Gerade bei Alt-Hebräisch bin ich aber froh und dankbar, dass unser Professor uns immer mit lustigen Geschichten oder verrückten Bibelstellen zum Lachen gebracht hat. Besonders gut sind mir die „Platzhalter“ im Gedächtnis, die es in der hebräischen Bibel gibt.
Solche Platzhalter gibt es auch in der vielleicht bekanntesten Geschichte der hebräischen Bibel – in der Schöpfungserzählung, die im Garten Eden spielt. Noch bevor diese Geschichte überhaupt aufgeschrieben worden ist, wurde sie über Jahrhunderte weitererzählt.
Zu guten Geschichten gehört auch: sie etwas ausschmücken zu können. Und dafür gibt es bei dieser aufgeschriebenen Erzählung im Hebräischen einen Platzhalter. Also eine Markierung, dass genau hier richtig schön ausgeschmückt werden kann.
Bei unserem Professor klang die Geschichte dann so:
Gott der Herr formte aus dem Erdboden alle Tiere auf dem Feld und alle Vögel am Himmel. Dann brachte er sie zu dem Menschen, um zu sehen, wie er sie nennen würde. Jedes Lebewesen sollte so heißen, wie der Mensch es nannte. Gott brachte ein großes braunes Tier. Mit vier Beinen, zwei merkwürdigen Höckern auf dem Buckel. Es müffelte ein bisschen. „Das nenne ich Kamel!“ sagte der Mensch. Gott brachte ein schwarzes Tier mit Flügeln zum Menschen. Schwarze Knopfaugen und einen schwarzen Schnabel hatte es. Und gekrächzt hat es. „Das nenn ich Rabe!“ rief der Mensch.
Sie ahnen: für die Vielfalt der Tiere gibt es den Platzhalter im Text. Wer gut Geschichten erzählen kann, nutzt eben solche Platzhalter, um die Zuhörerinnen und Zuhörer zu fesseln.
Wenn ich es mir recht überlege, bin auch ich relativ oft eine Geschichtenerzählerin. Nur nutze ich meine Platzhalter ein bisschen anders. Ich schmücke nicht aus, sondern lasse Platz für die Gedanken und Erinnerungen meiner Zuhörer*innen.
Bei Trauerfeiern zum Beispiel: Meine Ansprache hat nur eine einzige Quelle – Ehepartner, Familienmitglieder oder Freunde erzählen mir die Geschichte eines verstorbenen Menschen.
Wer die Geschichte eines anderen erzählt, der erzählt sie schon mit Platzhaltern.

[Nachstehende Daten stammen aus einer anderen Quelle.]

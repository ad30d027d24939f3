//! Subcommand handlers.
//!
//! Every handler takes its clap `Args` plus a shared [`Context`] and returns
//! `anyhow::Result<()>`; `main` turns errors into a rendered [`CliError`].
//!
//! [`CliError`]: crate::output::CliError

pub mod completions;
pub mod dups;
pub mod path;
pub mod show;
pub mod stats;
pub mod unconnected;

use std::path::Path;

use anyhow::{Context as _, Result};
use lineage_core::config::LineageConfig;
use lineage_core::source::{LoadedGraph, load_graph};
use lineage_core::{GenealogyGraph, Individual};
use lineage_search::{ResolveError, resolve_individual};
use tracing::debug;

use crate::output::OutputMode;

/// Diagnostics printed before the rest are summarised.
const MAX_LISTED_DIAGNOSTICS: usize = 5;

/// Settings shared by every subcommand.
#[derive(Debug)]
pub struct Context<'a> {
    pub file: Option<&'a Path>,
    pub output: OutputMode,
    pub quiet: bool,
    pub config: &'a LineageConfig,
}

impl Context<'_> {
    /// Load the input file, reporting parse diagnostics on stderr.
    pub fn load(&self) -> Result<LoadedGraph> {
        let Some(path) = self.file else {
            anyhow::bail!("no input file: pass --file <PATH> or set LINEAGE_FILE");
        };
        let loaded = load_graph(path)?;
        if !self.quiet {
            report_diagnostics(&loaded);
        }
        Ok(loaded)
    }

    /// Resolve a name or id, attaching which argument it came from.
    pub fn resolve<'g>(
        &self,
        graph: &'g GenealogyGraph,
        what: &str,
        query: &str,
    ) -> Result<&'g Individual> {
        let resolved = resolve_individual(graph, query, self.config.resolve.min_score)
            .map_err(annotate_closest)
            .with_context(|| format!("Failed to resolve {what}"))?;
        debug!(what, query, id = %resolved.individual.id, kind = ?resolved.kind, "resolved");
        Ok(resolved.individual)
    }
}

fn annotate_closest(err: ResolveError) -> anyhow::Error {
    let hint = match &err {
        ResolveError::NoMatch {
            closest: Some((name, score)),
            ..
        } => Some(format!("closest was '{name}' at {score}")),
        _ => None,
    };
    match hint {
        Some(hint) => anyhow::Error::new(err).context(hint),
        None => anyhow::Error::new(err),
    }
}

fn report_diagnostics(loaded: &LoadedGraph) {
    let total = loaded.diagnostics.len();
    if total == 0 {
        return;
    }
    for diagnostic in loaded.diagnostics.iter().take(MAX_LISTED_DIAGNOSTICS) {
        eprintln!("warning: {diagnostic}");
    }
    if total > MAX_LISTED_DIAGNOSTICS {
        eprintln!(
            "warning: {} more malformed line(s) skipped",
            total - MAX_LISTED_DIAGNOSTICS
        );
    }
}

Zum Beispiel erzählt mir ein Enkel, dass seine Oma das beste Soulfood kochen konnte. Bei ihrem Essen wurde ihm immer warm ums Herz. Aber von ihrer Kindheit wusste er nicht viel. Sie wollte nie darüber sprechen, was ihr im Krieg alles passiert ist.
Viele Platzhalter sind in Lebensgeschichten. Geht ja auch gar nicht ohne. Nicht mal meine eigene Lebensgeschichte könnte ich minütlich nacherzählen. Wer Lebensgeschichten von Verstorbenen nacherzählt, verändert sie. Nicht böswillig oder absichtlich. Sondern einfach, weil ganz bestimmte Erinnerungen im Vordergrund sind. Weil etwas vergessen worden oder unklar ist.
Meine Traueransprachen sind deswegen keine kompletten Lebensgeschichten, sondern kleine Ausschnitte. Ich lasse ganz bewusst hörbare Platzhalter. Wenn es zum Beispiel etwas Unschönes gab, dann reicht ein kleiner Hinweis. Wer Bescheid weiß, denkt sich den Rest.
Und auch wenn es überhaupt möglich wäre: Weder in Trauergespräch noch Traueransprache ist genug Zeit, um eine ganze Lebensgeschichte zu erzählen. Es sind Ausschnitte und Platzhalter, die die Erinnerung an einen Menschen so lebendig machen, weil zwei Menschen immer eine einzigartige Verbindung zueinander haben. Niemand sonst kann davon erzählen. Nur in Ausschnitten und mit Platz für das, was alles nicht ausgesprochen wird.
in Ausschnitten und mit Platz für das, was alles nicht ausgesprochen wird.